Procrastination is a symptom. It’s your body and mind telling you there is some area of stress that you are focusing on. By relieving the feeling of pain associated with actually doing the task you are putting off, you are reducing your anxiety by focusing on something more pleasurable or less demanding.
Remember, procrastination is an end result, so you might want to diagnose what’s causing it first, before you dive into these tips and techniques:
Break any projects you’re working on down into more manageable chunks
Time management guru Alan Lakein suggests using the Swiss cheese method. By knocking holes into projects (doing small tasks associated with it) you don’t see it as a massive mountain, just small journeys to the next base camp.

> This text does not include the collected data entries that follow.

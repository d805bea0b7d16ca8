//! Artifact naming templates.
//!
//! A template is plain text with platform fields substituted at render time.
//!
//! # Fields
//!
//! - `{OS}` - the platform's operating system (e.g. `linux`)
//! - `{Arch}` - the platform's architecture (e.g. `amd64`)
//! - `{Extension}` - the executable extension (e.g. `.exe`, often empty)
//!
//! # Escaping
//!
//! Use `{{` and `}}` to produce literal braces. [`escape`] applies this to
//! arbitrary text, which is how base names are embedded safely.
//!
//! # Example
//!
//! ```
//! use crossmake_lib::name::NameTemplate;
//! use crossmake_lib::platform::{LINUX_AMD64, WINDOWS_AMD64};
//!
//! let template = NameTemplate::with_default_postfix("app");
//! assert_eq!(template.render(&LINUX_AMD64).unwrap(), "app_linux-amd64");
//! assert_eq!(template.render(&WINDOWS_AMD64).unwrap(), "app_windows-amd64.exe");
//! ```

use std::fmt;

use thiserror::Error;

use crate::platform::Platform;

/// Postfix appended to a base name by [`NameTemplate::with_default_postfix`].
pub const DEFAULT_POSTFIX: &str = "_{OS}-{Arch}{Extension}";

/// A platform field referenced by a template.
#[derive(Debug, Clone, Copy, PartialEq, Eq)]
pub enum Field {
  Os,
  Arch,
  Extension,
}

/// A segment of parsed template text.
#[derive(Debug, Clone, PartialEq, Eq)]
pub enum Segment {
  /// Literal text, braces already unescaped
  Literal(String),

  /// A field to be filled from the platform
  Field(Field),
}

/// Errors that can occur while parsing a template.
#[derive(Debug, Clone, PartialEq, Eq, Error)]
pub enum TemplateError {
  #[error("unclosed field at position {0}")]
  Unclosed(usize),

  #[error("unmatched '}}' at position {0}")]
  UnmatchedClose(usize),

  #[error("unknown field: {0}")]
  UnknownField(String),
}

/// Parse template text into segments.
///
/// # Errors
///
/// Returns an error if a field is unclosed or unknown, or if a lone `}`
/// appears outside a field.
pub fn parse(input: &str) -> Result<Vec<Segment>, TemplateError> {
  let mut segments = Vec::new();
  let mut literal = String::new();
  let mut chars = input.char_indices().peekable();

  while let Some((pos, ch)) = chars.next() {
    match ch {
      '{' => {
        if let Some((_, '{')) = chars.peek() {
          chars.next();
          literal.push('{');
          continue;
        }

        if !literal.is_empty() {
          segments.push(Segment::Literal(std::mem::take(&mut literal)));
        }

        let mut name = String::new();
        let mut found_close = false;

        for (_, c) in chars.by_ref() {
          if c == '}' {
            found_close = true;
            break;
          }
          name.push(c);
        }

        if !found_close {
          return Err(TemplateError::Unclosed(pos));
        }

        segments.push(Segment::Field(parse_field(&name)?));
      }
      '}' => {
        if let Some((_, '}')) = chars.peek() {
          chars.next();
          literal.push('}');
        } else {
          return Err(TemplateError::UnmatchedClose(pos));
        }
      }
      _ => literal.push(ch),
    }
  }

  if !literal.is_empty() {
    segments.push(Segment::Literal(literal));
  }

  Ok(segments)
}

fn parse_field(name: &str) -> Result<Field, TemplateError> {
  match name {
    "OS" => Ok(Field::Os),
    "Arch" => Ok(Field::Arch),
    "Extension" => Ok(Field::Extension),
    _ => Err(TemplateError::UnknownField(name.to_string())),
  }
}

/// Render pre-parsed segments for a platform.
pub fn render_segments(segments: &[Segment], platform: &Platform) -> String {
  let mut result = String::new();

  for segment in segments {
    match segment {
      Segment::Literal(s) => result.push_str(s),
      Segment::Field(Field::Os) => result.push_str(platform.os.as_str()),
      Segment::Field(Field::Arch) => result.push_str(platform.arch.as_str()),
      Segment::Field(Field::Extension) => result.push_str(platform.extension),
    }
  }

  result
}

/// Escape braces so `text` renders literally inside a template.
pub fn escape(text: &str) -> String {
  text.replace('{', "{{").replace('}', "}}")
}

/// Template text for artifact file names.
///
/// Holds the source text; parsing happens on [`render`](Self::render), so a
/// malformed template surfaces as an error at the point a name is needed.
#[derive(Debug, Clone, PartialEq, Eq)]
pub struct NameTemplate {
  source: String,
}

impl NameTemplate {
  pub fn new(source: impl Into<String>) -> Self {
    Self { source: source.into() }
  }

  /// `base_name` followed by `_{OS}-{Arch}{Extension}`.
  ///
  /// The base name is escaped, so braces in it are kept verbatim.
  pub fn with_default_postfix(base_name: &str) -> Self {
    Self::with_postfix(base_name, DEFAULT_POSTFIX)
  }

  /// `base_name` (escaped) followed by the template text `postfix`.
  pub fn with_postfix(base_name: &str, postfix: &str) -> Self {
    Self::new(format!("{}{}", escape(base_name), postfix))
  }

  pub fn as_str(&self) -> &str {
    &self.source
  }

  /// Check that the template parses.
  pub fn validate(&self) -> Result<(), TemplateError> {
    parse(&self.source).map(|_| ())
  }

  /// Render the file name for `platform`.
  pub fn render(&self, platform: &Platform) -> Result<String, TemplateError> {
    let segments = parse(&self.source)?;
    Ok(render_segments(&segments, platform))
  }
}

impl fmt::Display for NameTemplate {
  fn fmt(&self, f: &mut fmt::Formatter<'_>) -> fmt::Result {
    write!(f, "{}", self.source)
  }
}
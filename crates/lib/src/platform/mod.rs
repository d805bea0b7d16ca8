//! Target platforms: operating system and architecture identifiers, the
//! catalog of supported combinations, and platform sets.
//!
//! A [`Platform`] is identified by its `(os, arch)` pair only. The output file
//! extension is descriptive metadata owned by the catalog, which is why
//! [`Platform::parse`] always hands back the catalog entry rather than a
//! freshly built value.

pub mod arch;
pub mod catalog;
pub mod os;

use std::fmt;
use std::hash::{Hash, Hasher};

use serde::Serialize;
use thiserror::Error;

pub use arch::Arch;
pub use catalog::*;
pub use os::Os;

/// Identifier that resolves to the host OS or architecture.
pub const NATIVE: &str = "native";

/// Which half of a platform failed to parse.
#[derive(Debug, Clone, Copy, PartialEq, Eq)]
pub enum IdentifierKind {
  Os,
  Arch,
}

impl fmt::Display for IdentifierKind {
  fn fmt(&self, f: &mut fmt::Formatter<'_>) -> fmt::Result {
    match self {
      IdentifierKind::Os => write!(f, "OS"),
      IdentifierKind::Arch => write!(f, "architecture"),
    }
  }
}

/// Errors that can occur while parsing or checking platforms.
#[derive(Debug, Clone, PartialEq, Eq, Error)]
pub enum PlatformError {
  /// The text is not a known OS or architecture identifier.
  #[error("invalid {kind} \"{value}\"")]
  UnrecognizedIdentifier { kind: IdentifierKind, value: String },

  /// Both identifiers are valid but the combination is not offered.
  #[error("platform {os}_{arch} is not supported")]
  UnsupportedPlatform { os: Os, arch: Arch },
}

/// A build platform: operating system, architecture and the extension of
/// executables produced for it.
///
/// Equality and hashing only consider `os` and `arch`.
#[derive(Debug, Clone, Copy, Eq, Serialize)]
pub struct Platform {
  pub os: Os,
  pub arch: Arch,
  pub extension: &'static str,
}

impl Platform {
  /// Create a platform without an executable extension.
  pub const fn new(os: Os, arch: Arch) -> Self {
    Self {
      os,
      arch,
      extension: "",
    }
  }

  /// Create a platform whose executables carry `extension` (e.g. `".exe"`).
  pub const fn with_extension(os: Os, arch: Arch, extension: &'static str) -> Self {
    Self { os, arch, extension }
  }

  /// The host platform, if the host OS and architecture are both known.
  ///
  /// Note the result is looked up in the catalog, so it carries the catalog's
  /// extension.
  pub fn current() -> Option<Self> {
    let wanted = Self::new(Os::current()?, Arch::current()?);
    Some(supported().iter().find(|p| **p == wanted).copied().unwrap_or(wanted))
  }

  /// Parse an OS and architecture and look the pair up in the supported
  /// catalog.
  ///
  /// # Errors
  ///
  /// - `UnrecognizedIdentifier` if either text is not a known identifier
  /// - `UnsupportedPlatform` if the pair is valid but not in the catalog
  pub fn parse(os_text: &str, arch_text: &str) -> Result<Self, PlatformError> {
    let os = Os::parse(os_text)?;
    let arch = Arch::parse(arch_text)?;

    PlatformSet::supported()
      .contains(&Self::new(os, arch))
      .copied()
      .ok_or(PlatformError::UnsupportedPlatform { os, arch })
  }
}

impl PartialEq for Platform {
  fn eq(&self, other: &Self) -> bool {
    self.os == other.os && self.arch == other.arch
  }
}

impl Hash for Platform {
  fn hash<H: Hasher>(&self, state: &mut H) {
    self.os.hash(state);
    self.arch.hash(state);
  }
}

impl fmt::Display for Platform {
  fn fmt(&self, f: &mut fmt::Formatter<'_>) -> fmt::Result {
    write!(f, "{}_{}", self.os, self.arch)
  }
}

/// Parse a platform against the supported catalog.
///
/// Shorthand for [`Platform::parse`].
pub fn parse_platform(os_text: &str, arch_text: &str) -> Result<Platform, PlatformError> {
  Platform::parse(os_text, arch_text)
}

/// An ordered collection of platforms.
///
/// Used both for the catalog a suite accepts and for the platforms a caller
/// asks for. Duplicates are not removed; lookups return the first match.
#[derive(Debug, Clone, Default, PartialEq, Eq)]
pub struct PlatformSet(Vec<Platform>);

impl PlatformSet {
  pub fn new(platforms: Vec<Platform>) -> Self {
    Self(platforms)
  }

  /// All platforms supported by the toolchain.
  pub fn supported() -> Self {
    Self(supported().to_vec())
  }

  /// Returns the stored platform equal to `platform`, if any.
  ///
  /// The stored instance is returned so callers pick up its extension.
  pub fn contains(&self, platform: &Platform) -> Option<&Platform> {
    self.0.iter().find(|p| *p == platform)
  }

  pub fn iter(&self) -> std::slice::Iter<'_, Platform> {
    self.0.iter()
  }

  pub fn len(&self) -> usize {
    self.0.len()
  }

  pub fn is_empty(&self) -> bool {
    self.0.is_empty()
  }

  pub fn as_slice(&self) -> &[Platform] {
    &self.0
  }
}

impl From<Vec<Platform>> for PlatformSet {
  fn from(platforms: Vec<Platform>) -> Self {
    Self(platforms)
  }
}

impl From<&[Platform]> for PlatformSet {
  fn from(platforms: &[Platform]) -> Self {
    Self(platforms.to_vec())
  }
}

impl FromIterator<Platform> for PlatformSet {
  fn from_iter<I: IntoIterator<Item = Platform>>(iter: I) -> Self {
    Self(iter.into_iter().collect())
  }
}

impl<'a> IntoIterator for &'a PlatformSet {
  type Item = &'a Platform;
  type IntoIter = std::slice::Iter<'a, Platform>;

  fn into_iter(self) -> Self::IntoIter {
    self.0.iter()
  }
}
use std::path::Path;

use anyhow::Context;
use clap::Parser;
use crossmake_cli::app::{Cli, init_tracing, run};
use crossmake_cli::cmd::{CommandError, EXIT_USAGE};
use crossmake_cli::config::ProjectConfig;
use crossmake_cli::output::print_error;

fn main() {
  let cli = match Cli::try_parse() {
    Ok(cli) => cli,
    Err(e) => {
      // --help and --version also arrive here
      let code = if e.use_stderr() { EXIT_USAGE } else { 0 };
      let _ = e.print();
      std::process::exit(code);
    }
  };
  init_tracing(cli.verbose);

  if let Err(e) = execute(&cli) {
    print_error(&e.to_string());
    std::process::exit(e.exit_code());
  }
}

fn execute(cli: &Cli) -> Result<(), CommandError> {
  let config = ProjectConfig::load_or_default(&cli.config)?;
  let project_dir = match cli.config.parent() {
    Some(dir) if !dir.as_os_str().is_empty() => dir.to_path_buf(),
    _ => Path::new(".").to_path_buf(),
  };

  let rt = tokio::runtime::Runtime::new().context("Failed to create async runtime")?;
  rt.block_on(async {
    let suite = config.suite(&project_dir).await?;
    run(&suite, cli).await
  })
}
//! Leaf targets that perform the actual side effects: compiling an
//! executable and removing it again, plus the version lookup feeding the
//! compiler.

pub mod clean;
pub mod compile;
pub mod version;

pub use clean::{CLEAN_TARGET_PREFIX, CleanTarget, make_clean_targets};
pub use compile::{BUILD_TARGET_PREFIX, CompileTarget, OutputSink, Toolchain};
pub use version::{Version, VersionError};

Aim for a short period of interrupted, quality time that you can devote to the task. Even 20 minutes of focused effort can break the back of many big tasks. At the end of this time, make sure you give yourself a quick reward…a cup of coffee, a walk in the fresh air, a piece of fruit…anything that tells the brain it gets rewarded for completing that bit of the task. It then looks forward to the next 20 minute slot!
Remember your own needs…plan for and carry out some recreation time…but only when you have kept your promise of doing what you said you would with the task.
Use appropriate self-talk to keep momentum going. Words like ‘I choose to’ and ‘I want to’ are better than ‘I must’ or ‘I should’.
Don’t aim for perfection. Excellence is usually good enough for 99% of your stakeholders.
Reward those small wins and share successes with others.
Remember, procrastination is just a matter of thought processes. By concentrating on the benefits of finishing the task instead of the pain of doing it, you should soon see a change in your motivation to overcome procrastination.